SOURCE DATA section start
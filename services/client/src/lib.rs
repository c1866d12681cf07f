//! Reference federated client: a linear-regression Local Trainer served over HTTP.

pub mod linear;
pub mod runner;
pub mod server;

pub use linear::{LinearRegressionTrainer, PartitionSpec, SyntheticPartition};
pub use runner::{run_client, run_client_until, ClientExit, ClientOptions};
pub use server::{router, ClientState};
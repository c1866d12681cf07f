//! Coordinator-side handles to clients, polymorphic over GetParameters / Fit / Evaluate.
//!
//! `RemoteClientProxy` speaks JSON over HTTP to a client process; `LocalClientProxy`
//! drives a `LocalTrainer` in-process, which is how the round engine is exercised without
//! a network.

use std::sync::Arc;

use async_trait::async_trait;
use parking_lot::Mutex;
use serde::{de::DeserializeOwned, Serialize};
use tracing::debug;

use crate::config::Device;
use crate::error::ClientError;
use crate::parameters::ParameterSet;
use crate::protocol::{ClientId, EvaluateIns, EvaluateResult, FitIns, FitResult, ShutdownNotice};
use crate::trainer::LocalTrainer;

#[async_trait]
pub trait ClientProxy: Send + Sync {
    fn client_id(&self) -> &ClientId;

    async fn get_parameters(&self) -> Result<ParameterSet, ClientError>;

    async fn fit(&self, ins: FitIns) -> Result<FitResult, ClientError>;

    async fn evaluate(&self, ins: EvaluateIns) -> Result<EvaluateResult, ClientError>;

    /// Tell the client the run is over. Best effort.
    async fn shutdown(&self, notice: ShutdownNotice) -> Result<(), ClientError>;
}

pub struct RemoteClientProxy {
    client_id: ClientId,
    endpoint: String,
    http: reqwest::Client,
}

impl RemoteClientProxy {
    pub fn new(client_id: ClientId, endpoint: &str, http: reqwest::Client) -> Self {
        Self { client_id, endpoint: endpoint.trim_end_matches('/').to_string(), http }
    }

    pub fn endpoint(&self) -> &str {
        &self.endpoint
    }

    fn url(&self, path: &str) -> String {
        format!("{}{}", self.endpoint, path)
    }

    async fn decode<O: DeserializeOwned>(&self, resp: reqwest::Response) -> Result<O, ClientError> {
        let status = resp.status();
        if !status.is_success() {
            let body = resp.text().await.unwrap_or_default();
            return Err(ClientError::Remote(format!("{status}: {body}")));
        }
        resp.json::<O>().await.map_err(|e| ClientError::Protocol(e.to_string()))
    }

    async fn post<I: Serialize + ?Sized, O: DeserializeOwned>(&self, path: &str, body: &I) -> Result<O, ClientError> {
        debug!(client_id = %self.client_id, path, "client_request");
        let resp = self.http.post(self.url(path)).json(body).send().await.map_err(transport_error)?;
        self.decode(resp).await
    }
}

fn transport_error(e: reqwest::Error) -> ClientError {
    if e.is_timeout() {
        ClientError::Timeout
    } else {
        ClientError::Transport(e.to_string())
    }
}

#[async_trait]
impl ClientProxy for RemoteClientProxy {
    fn client_id(&self) -> &ClientId {
        &self.client_id
    }

    async fn get_parameters(&self) -> Result<ParameterSet, ClientError> {
        let resp = self.http.get(self.url("/v1/parameters")).send().await.map_err(transport_error)?;
        self.decode(resp).await
    }

    async fn fit(&self, ins: FitIns) -> Result<FitResult, ClientError> {
        self.post("/v1/fit", &ins).await
    }

    async fn evaluate(&self, ins: EvaluateIns) -> Result<EvaluateResult, ClientError> {
        self.post("/v1/evaluate", &ins).await
    }

    async fn shutdown(&self, notice: ShutdownNotice) -> Result<(), ClientError> {
        let resp = self.http.post(self.url("/v1/shutdown")).json(&notice).send().await.map_err(transport_error)?;
        if resp.status().is_success() {
            Ok(())
        } else {
            Err(ClientError::Remote(resp.status().to_string()))
        }
    }
}

/// In-process client wrapping a `LocalTrainer`. Trainer calls run on the blocking pool.
pub struct LocalClientProxy<T: LocalTrainer> {
    client_id: ClientId,
    trainer: Arc<Mutex<T>>,
    device: Device,
}

impl<T: LocalTrainer> LocalClientProxy<T> {
    pub fn new(client_id: ClientId, trainer: T) -> Self {
        Self { client_id, trainer: Arc::new(Mutex::new(trainer)), device: Device::Cpu }
    }

    pub fn with_device(mut self, device: Device) -> Self {
        self.device = device;
        self
    }

    async fn run<R, F>(&self, f: F) -> Result<R, ClientError>
    where
        R: Send + 'static,
        F: FnOnce(&mut T, Device) -> anyhow::Result<R> + Send + 'static,
    {
        let trainer = Arc::clone(&self.trainer);
        let device = self.device;
        tokio::task::spawn_blocking(move || {
            let mut guard = trainer.lock();
            f(&mut *guard, device)
        })
        .await
        .map_err(|e| ClientError::Remote(format!("trainer task failed: {e}")))?
        .map_err(|e| ClientError::Remote(format!("{e:#}")))
    }
}

#[async_trait]
impl<T: LocalTrainer> ClientProxy for LocalClientProxy<T> {
    fn client_id(&self) -> &ClientId {
        &self.client_id
    }

    async fn get_parameters(&self) -> Result<ParameterSet, ClientError> {
        self.run(|t, _| Ok(t.get_parameters())).await
    }

    async fn fit(&self, ins: FitIns) -> Result<FitResult, ClientError> {
        let client_id = self.client_id.clone();
        self.run(move |t, device| {
            let out = t.fit(&ins.parameters, &ins.config, device)?;
            Ok(FitResult { client_id, parameters: out.parameters, num_examples: out.num_examples, metrics: out.metrics })
        })
        .await
    }

    async fn evaluate(&self, ins: EvaluateIns) -> Result<EvaluateResult, ClientError> {
        let client_id = self.client_id.clone();
        self.run(move |t, device| {
            let out = t.evaluate(&ins.parameters, &ins.config, device)?;
            Ok(EvaluateResult { client_id, loss: out.loss, num_examples: out.num_examples, metrics: out.metrics })
        })
        .await
    }

    async fn shutdown(&self, notice: ShutdownNotice) -> Result<(), ClientError> {
        debug!(client_id = %self.client_id, reason = %notice.reason, "local_client_shutdown");
        Ok(())
    }
}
SOURCE DATA section end
TRY IT — Every entry is to be copied exactly, with none omitted.

RESULT —
filename services/client/src/lib.rs
repository c1866d12681cf07f
//! Reference federated client: a linear-regression Local Trainer served over HTTP.

pub mod linear;
pub mod runner;
pub mod server;

pub use linear::{LinearRegressionTrainer, PartitionSpec, SyntheticPartition};
pub use runner::{run_client, run_client_until, ClientExit, ClientOptions};
pub use server::{router, ClientState};
repository c1866d12681cf07f
//! Coordinator-side handles to clients, polymorphic over GetParameters / Fit / Evaluate.
//!
//! `RemoteClientProxy` speaks JSON over HTTP to a client process; `LocalClientProxy`
//! drives a `LocalTrainer` in-process, which is how the round engine is exercised without
//! a network.

use std::sync::Arc;

use async_trait::async_trait;
use parking_lot::Mutex;
use serde::{de::DeserializeOwned, Serialize};
use tracing::debug;

use crate::config::Device;
use crate::error::ClientError;
use crate::parameters::ParameterSet;
use crate::protocol::{ClientId, EvaluateIns, EvaluateResult, FitIns, FitResult, ShutdownNotice};
use crate::trainer::LocalTrainer;

#[async_trait]
pub trait ClientProxy: Send + Sync {
    fn client_id(&self) -> &ClientId;

    async fn get_parameters(&self) -> Result<ParameterSet, ClientError>;

    async fn fit(&self, ins: FitIns) -> Result<FitResult, ClientError>;

    async fn evaluate(&self, ins: EvaluateIns) -> Result<EvaluateResult, ClientError>;

    /// Tell the client the run is over. Best effort.
    async fn shutdown(&self, notice: ShutdownNotice) -> Result<(), ClientError>;
}

pub struct RemoteClientProxy {
    client_id: ClientId,
    endpoint: String,
    http: reqwest::Client,
}

impl RemoteClientProxy {
    pub fn new(client_id: ClientId, endpoint: &str, http: reqwest::Client) -> Self {
        Self { client_id, endpoint: endpoint.trim_end_matches('/').to_string(), http }
    }

    pub fn endpoint(&self) -> &str {
        &self.endpoint
    }

    fn url(&self, path: &str) -> String {
        format!("{}{}", self.endpoint, path)
    }

    async fn decode<O: DeserializeOwned>(&self, resp: reqwest::Response) -> Result<O, ClientError> {
        let status = resp.status();
        if !status.is_success() {
            let body = resp.text().await.unwrap_or_default();
            return Err(ClientError::Remote(format!("{status}: {body}")));
        }
        resp.json::<O>().await.map_err(|e| ClientError::Protocol(e.to_string()))
    }

    async fn post<I: Serialize + ?Sized, O: DeserializeOwned>(&self, path: &str, body: &I) -> Result<O, ClientError> {
        debug!(client_id = %self.client_id, path, "client_request");
        let resp = self.http.post(self.url(path)).json(body).send().await.map_err(transport_error)?;
        self.decode(resp).await
    }
}

fn transport_error(e: reqwest::Error) -> ClientError {
    if e.is_timeout() {
        ClientError::Timeout
    } else {
        ClientError::Transport(e.to_string())
    }
}

#[async_trait]
impl ClientProxy for RemoteClientProxy {
    fn client_id(&self) -> &ClientId {
        &self.client_id
    }

    async fn get_parameters(&self) -> Result<ParameterSet, ClientError> {
        let resp = self.http.get(self.url("/v1/parameters")).send().await.map_err(transport_error)?;
        self.decode(resp).await
    }

    async fn fit(&self, ins: FitIns) -> Result<FitResult, ClientError> {
        self.post("/v1/fit", &ins).await
    }

    async fn evaluate(&self, ins: EvaluateIns) -> Result<EvaluateResult, ClientError> {
        self.post("/v1/evaluate", &ins).await
    }

    async fn shutdown(&self, notice: ShutdownNotice) -> Result<(), ClientError> {
        let resp = self.http.post(self.url("/v1/shutdown")).json(&notice).send().await.map_err(transport_error)?;
        if resp.status().is_success() {
            Ok(())
        } else {
            Err(ClientError::Remote(resp.status().to_string()))
        }
    }
}

/// In-process client wrapping a `LocalTrainer`. Trainer calls run on the blocking pool.
pub struct LocalClientProxy<T: LocalTrainer> {
    client_id: ClientId,
    trainer: Arc<Mutex<T>>,
    device: Device,
}

impl<T: LocalTrainer> LocalClientProxy<T> {
    pub fn new(client_id: ClientId, trainer: T) -> Self {
        Self { client_id, trainer: Arc::new(Mutex::new(trainer)), device: Device::Cpu }
    }

    pub fn with_device(mut self, device: Device) -> Self {
        self.device = device;
        self
    }

    async fn run<R, F>(&self, f: F) -> Result<R, ClientError>
    where
        R: Send + 'static,
        F: FnOnce(&mut T, Device) -> anyhow::Result<R> + Send + 'static,
    {
        let trainer = Arc::clone(&self.trainer);
        let device = self.device;
        tokio::task::spawn_blocking(move || {
            let mut guard = trainer.lock();
            f(&mut *guard, device)
        })
        .await
        .map_err(|e| ClientError::Remote(format!("trainer task failed: {e}")))?
        .map_err(|e| ClientError::Remote(format!("{e:#}")))
    }
}

#[async_trait]
impl<T: LocalTrainer> ClientProxy for LocalClientProxy<T> {
    fn client_id(&self) -> &ClientId {
        &self.client_id
    }

    async fn get_parameters(&self) -> Result<ParameterSet, ClientError> {
        self.run(|t, _| Ok(t.get_parameters())).await
    }

    async fn fit(&self, ins: FitIns) -> Result<FitResult, ClientError> {
        let client_id = self.client_id.clone();
        self.run(move |t, device| {
            let out = t.fit(&ins.parameters, &ins.config, device)?;
            Ok(FitResult { client_id, parameters: out.parameters, num_examples: out.num_examples, metrics: out.metrics })
        })
        .await
    }

    async fn evaluate(&self, ins: EvaluateIns) -> Result<EvaluateResult, ClientError> {
        let client_id = self.client_id.clone();
        self.run(move |t, device| {
            let out = t.evaluate(&ins.parameters, &ins.config, device)?;
            Ok(EvaluateResult { client_id, loss: out.loss, num_examples: out.num_examples, metrics: out.metrics })
        })
        .await
    }

    async fn shutdown(&self, notice: ShutdownNotice) -> Result<(), ClientError> {
        debug!(client_id = %self.client_id, reason = %notice.reason, "local_client_shutdown");
        Ok(())
    }
}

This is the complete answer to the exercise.